Antennas 1, The Dipole (Bob, Week 5)

This week we begin an open-ended series on Antennas. Antennas are the one part of our hobby left where it is common and worthwhile to build your own gear. It's true that you can still build your own radio, amplifier, power supply, etc. and many do, but with the advent of modern electronics this is now much less common than it used to be. But antennas haven't changed too much over the years. There have certainly been some new and effective designs but the basic function and design is still as valid today as it was in the very early days of radio.

Today I start with the Dipole, also known as the Half-Wave Dipole since the length of the antenna is roughly one-half wavelength of your operating frequency.

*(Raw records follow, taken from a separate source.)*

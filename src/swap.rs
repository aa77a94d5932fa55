use rust_decimal::Decimal;
use rust_decimal_macros::dec;
use std::sync::Arc;
use std::time::Duration;
use tracing::{info, warn};

use crate::error::{SwapError, WalletError};
use crate::tx_log::TransactionLog;
use crate::types::{PriceMap, Transaction};
use crate::wallet::Wallet;

/// Gas units assumed for a DEX swap when estimating network cost
pub const SWAP_GAS_UNITS: u64 = 150_000;

/// How a swap is "executed". Neither mode settles anything on chain.
#[derive(Debug, Clone, Copy, PartialEq, Eq)]
pub enum ExecutionMode {
    /// Short delay, no wallet interaction
    Simulated,
    /// Ask the wallet for a zero-value self-transaction as confirmation
    SelfTransaction,
}

#[derive(Debug, Clone, PartialEq)]
pub struct SwapQuote {
    pub from_symbol: String,
    pub to_symbol: String,
    pub from_amount: Decimal,
    pub to_amount: Decimal,
    /// Units of `to` per unit of `from`
    pub rate: Decimal,
    pub value_usd: Decimal,
}

#[derive(Debug, Clone)]
pub enum SwapOutcome {
    Completed(Transaction),
    /// User dismissed the wallet prompt; nothing was logged
    Cancelled,
}

fn usd_price(prices: &PriceMap, symbol: &str) -> Result<Decimal, SwapError> {
    prices
        .get(symbol)
        .map(|s| s.price)
        .filter(|p| *p > Decimal::ZERO)
        .ok_or_else(|| SwapError::MissingPrice(symbol.to_string()))
}

/// Price a swap through USD: `to = amount * from_price / to_price`
pub fn quote(
    from_symbol: &str,
    to_symbol: &str,
    amount: &str,
    prices: &PriceMap,
) -> Result<SwapQuote, SwapError> {
    if from_symbol == to_symbol {
        return Err(SwapError::SameAsset(from_symbol.to_string()));
    }
    let from_amount: Decimal = amount
        .trim()
        .parse()
        .map_err(|_| SwapError::InvalidAmount(amount.to_string()))?;
    if from_amount <= Decimal::ZERO {
        return Err(SwapError::InvalidAmount(amount.to_string()));
    }

    let from_price = usd_price(prices, from_symbol)?;
    let to_price = usd_price(prices, to_symbol)?;
    let too_large = || SwapError::InvalidAmount(amount.to_string());
    let value_usd = from_amount.checked_mul(from_price).ok_or_else(too_large)?;
    let to_amount = value_usd.checked_div(to_price).ok_or_else(too_large)?;
    let rate = from_price.checked_div(to_price).ok_or_else(too_large)?;

    Ok(SwapQuote {
        from_symbol: from_symbol.to_string(),
        to_symbol: to_symbol.to_string(),
        from_amount,
        to_amount: to_amount.round_dp(6),
        rate: rate.round_dp(6),
        value_usd: value_usd.round_dp(2),
    })
}

/// Estimated USD cost of a swap at `gas_price_gwei`
pub fn estimate_network_cost_usd(gas_price_gwei: Decimal, native_price: Decimal) -> Decimal {
    let native_cost = gas_price_gwei * Decimal::from(SWAP_GAS_UNITS) / dec!(1_000_000_000);
    (native_cost * native_price).round_dp(2)
}

pub struct SwapService {
    wallet: Arc<dyn Wallet>,
    log: Arc<TransactionLog>,
    mode: ExecutionMode,
    simulated_delay: Duration,
}

impl SwapService {
    pub fn new(wallet: Arc<dyn Wallet>, log: Arc<TransactionLog>, mode: ExecutionMode) -> Self {
        Self {
            wallet,
            log,
            mode,
            simulated_delay: Duration::from_secs(2),
        }
    }

    pub fn with_simulated_delay(mut self, delay: Duration) -> Self {
        self.simulated_delay = delay;
        self
    }

    pub fn mode(&self) -> ExecutionMode {
        self.mode
    }

    /// Network cost in USD, `None` when the wallet can't report gas
    pub async fn network_cost_usd(&self, native_price: Decimal) -> Option<Decimal> {
        match self.wallet.gas_price_gwei().await {
            Ok(gwei) => Some(estimate_network_cost_usd(gwei, native_price)),
            Err(e) => {
                warn!("Gas price unavailable: {}", e);
                None
            }
        }
    }

    /// Run the confirmation step and append a completed swap to the log
    pub async fn execute(&self, quote: &SwapQuote) -> Result<SwapOutcome, SwapError> {
        let hash = match self.mode {
            ExecutionMode::Simulated => {
                tokio::time::sleep(self.simulated_delay).await;
                None
            }
            ExecutionMode::SelfTransaction => match self.wallet.send_self_transaction().await {
                Ok(hash) => Some(hash),
                Err(WalletError::UserRejected) => {
                    info!(
                        "Swap {} {} -> {} cancelled by user",
                        quote.from_amount, quote.from_symbol, quote.to_symbol
                    );
                    return Ok(SwapOutcome::Cancelled);
                }
                Err(e) => return Err(e.into()),
            },
        };

        let tx = Transaction::swap(
            &quote.from_symbol,
            &quote.to_symbol,
            &quote.from_amount.to_string(),
            &quote.to_amount.to_string(),
            hash,
        );
        self.log.append(tx.clone())?;

        info!(
            "Swapped {} {} for {} {} (simulated, ~${})",
            quote.from_amount, quote.from_symbol, quote.to_amount, quote.to_symbol, quote.value_usd
        );
        Ok(SwapOutcome::Completed(tx))
    }
}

More on why it is only "roughly" one-half wavelength later. The dipole is good for illustrating some of the antenna basics and is a good and effective do-it-yourself antenna if you have the space and can get it high enough off the ground.

So, what is it? and why half-wave? A dipole at it's simplest is a long straight conductor that is broken at the middle into two separate halves. Each half is connected at the center by one of the two conductors of your feedline. Because of this way of connecting your feedline to the antenna we say that a dipole is a center fed antenna. As the RF current passes from the feedline to the antenna it is stopped by the endpoints of the antenna. So the current at the endpoints is zero and it is at a maximum at the feedline connection. The reason a half wave is chosen is so that the antenna will be resonant.

RESONANCE
Resonance could be an entire topic on it's own and maybe someday it will be but I'm not prepared to go into it in depth today. Instead I will give you a musical analogy. When you blow across the top of a pop bottle you hear a tone of a given frequency. Let's not worry about harmonics just now. The reason you hear the tone you do is because the bottle is resonant at that frequency. When you blow across it, the sound you make isn't of any given frequency. That sound travels down to the bottom of the bottle and back up again in a certain time and reinforces the sound you made. The time it takes to go down and back determines the frequency of resonance. In a similar way, the resonant frequency will depend on how long it takes a radio wave to travel the length of the wire antenna and be reflected back. It turns out that the distance to do that is one-quarter wave. Since you have two of these quarter-wave pieces, end to end, you get a half-wave antenna.

WHY 'ROUGHLY' HALF-WAVE?
When we talk about a wave-length we are talking about how far the wave would travel in the time it takes to go through one cycle. In general when we talk about the speed of radio waves we say that it is the same as the speed of light. But inside a wire it is not. It is actually a bit slower so we have to apply a factor to the calculation. So in effect the antenna is a half-wave long but it is a half-wave at the speed it travels in the wire.

BALANCED OR UNBALANCED?
I will fill this in more later...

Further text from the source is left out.